Her father decided she should pursue an ecclesiastical career when she was still a child. From 1681 until 1684, Anna Dorothea was provost of the Quedlinburg monasteries. Upon the death of Princess-Abbess Anna Sophia II, Anna Dorothea was chosen to succeed her, though not without difficulties that required the intervention of the abbey-principality's guardian and fellow Wettin, John George III, Elector of Saxony. The Elector consented to her election on 4 September 1684 and Holy Roman Emperor Leopold I confirmed it on 29 January 1685.

In 1698, Frederick Augustus I, who had succeeded to the Electorate of Saxony in 1694 and had been elected King of Poland in 1697, found himself in need of money as the election had cost him a fortune. The King of Poland therefore decided to sell his rights of guardianship of the abbey-principality to Elector Frederick III of Brandenburg.

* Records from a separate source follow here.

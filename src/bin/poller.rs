use dotenv::dotenv;
use feed_courier::sync::PollJob;
use feed_courier::Config;
use std::thread;
use std::time::Duration;

fn main() {
    dotenv().ok();
    env_logger::init();

    let interval = Duration::from_secs(Config::poll_interval_seconds());

    // Runs execute back to back on a single thread, so two checks can
    // never overlap even when a run takes longer than the interval.
    loop {
        if let Err(error) = PollJob::new().execute() {
            log::error!("Feed check run failed: {}", error.msg);
        }

        thread::sleep(interval);
    }
}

The change was not welcomed by the citizens of Quedlinburg nor by the Princess-Abbess, as it led to diminishing of her power and loss of many of the abbey-principality's possessions. The Princess-Abbess protested against the sale and refused to recognise the Elector of Brandenburg as the abbey-principality's new guardian until military occupation the same year forced her to do so. As many of her predecessors, she often came into conflicts with the Council of the City of Quedlinburg and her guardian.

==Death==

Ducal family vault

Anna Dorothea suffered poor health in 1703 and went to Carlsbad to recover, but without success. She died the next year, on 24 June 1704, aged 47. Her body was buried in the Ducal family vault (Fürstengruft), Weimar, Germany.

==Bibliography==

- Fritsch, Johann Heinrich: Geschichte des vormaligen Reichsstifts und der Stadt Quedlinburg. Quedlinburg 1828
- Lorenz, Hermann: Werdegang von Stift und Stadt Quedlinburg. In: Quedlinburgische Geschichte. Quedlinburg 1922 (Volume 1)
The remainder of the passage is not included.